(PROVIDED DATA begins)
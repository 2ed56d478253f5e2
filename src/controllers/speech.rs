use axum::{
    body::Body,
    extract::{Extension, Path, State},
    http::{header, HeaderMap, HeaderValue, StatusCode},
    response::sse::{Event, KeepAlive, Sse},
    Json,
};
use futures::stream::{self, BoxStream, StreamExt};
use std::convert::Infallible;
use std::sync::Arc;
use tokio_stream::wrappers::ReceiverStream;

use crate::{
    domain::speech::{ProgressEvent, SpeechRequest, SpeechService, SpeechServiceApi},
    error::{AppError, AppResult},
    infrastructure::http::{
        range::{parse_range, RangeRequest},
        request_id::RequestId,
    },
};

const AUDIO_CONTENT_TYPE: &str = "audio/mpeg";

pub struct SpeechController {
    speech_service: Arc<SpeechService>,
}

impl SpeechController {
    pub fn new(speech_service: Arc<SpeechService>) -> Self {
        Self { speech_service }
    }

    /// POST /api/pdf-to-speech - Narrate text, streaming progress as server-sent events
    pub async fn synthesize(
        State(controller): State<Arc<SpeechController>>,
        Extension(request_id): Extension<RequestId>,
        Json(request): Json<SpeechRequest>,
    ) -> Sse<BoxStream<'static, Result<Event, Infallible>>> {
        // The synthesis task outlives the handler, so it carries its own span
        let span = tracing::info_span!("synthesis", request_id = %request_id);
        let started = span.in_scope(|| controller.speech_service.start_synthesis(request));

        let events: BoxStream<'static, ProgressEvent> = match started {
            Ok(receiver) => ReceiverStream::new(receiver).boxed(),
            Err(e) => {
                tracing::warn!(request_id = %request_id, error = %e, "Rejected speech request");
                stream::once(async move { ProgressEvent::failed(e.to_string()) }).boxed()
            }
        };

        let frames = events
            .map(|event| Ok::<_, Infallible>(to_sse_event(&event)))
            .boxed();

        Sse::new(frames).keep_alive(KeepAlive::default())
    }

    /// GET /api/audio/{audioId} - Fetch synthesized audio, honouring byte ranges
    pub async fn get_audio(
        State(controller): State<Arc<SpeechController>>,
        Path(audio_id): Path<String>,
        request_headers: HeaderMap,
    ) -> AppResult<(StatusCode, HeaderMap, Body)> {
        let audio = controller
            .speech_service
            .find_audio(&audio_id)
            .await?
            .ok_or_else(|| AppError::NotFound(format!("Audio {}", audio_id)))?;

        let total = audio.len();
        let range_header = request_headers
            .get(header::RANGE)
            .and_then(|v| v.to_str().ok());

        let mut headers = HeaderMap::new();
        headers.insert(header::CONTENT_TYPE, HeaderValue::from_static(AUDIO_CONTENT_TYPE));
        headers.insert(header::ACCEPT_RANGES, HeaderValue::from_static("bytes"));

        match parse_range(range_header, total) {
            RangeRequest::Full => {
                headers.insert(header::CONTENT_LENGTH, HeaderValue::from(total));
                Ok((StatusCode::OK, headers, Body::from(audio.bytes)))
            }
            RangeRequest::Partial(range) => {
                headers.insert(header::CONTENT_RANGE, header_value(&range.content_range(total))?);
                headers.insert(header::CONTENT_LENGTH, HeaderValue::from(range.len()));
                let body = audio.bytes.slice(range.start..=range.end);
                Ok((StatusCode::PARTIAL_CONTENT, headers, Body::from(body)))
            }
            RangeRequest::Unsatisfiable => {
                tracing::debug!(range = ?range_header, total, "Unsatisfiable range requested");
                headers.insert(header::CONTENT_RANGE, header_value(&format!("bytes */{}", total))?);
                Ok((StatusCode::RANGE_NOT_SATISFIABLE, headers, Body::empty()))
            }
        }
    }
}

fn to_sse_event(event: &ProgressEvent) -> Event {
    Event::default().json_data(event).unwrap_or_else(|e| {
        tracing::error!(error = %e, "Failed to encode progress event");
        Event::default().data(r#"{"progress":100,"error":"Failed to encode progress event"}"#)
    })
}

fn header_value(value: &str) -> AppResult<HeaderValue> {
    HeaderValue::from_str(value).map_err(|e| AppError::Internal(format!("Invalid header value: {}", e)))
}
(PROVIDED DATA ends)
▶ WHAT IS EXPECTED: Only lines holding the string "HeaderMap" are wanted; gather each one from the entries above.

▶ ANSWER SECTION:
    http::{header, HeaderMap, HeaderValue, StatusCode},
        request_headers: HeaderMap,
    ) -> AppResult<(StatusCode, HeaderMap, Body)> {
        let mut headers = HeaderMap::new();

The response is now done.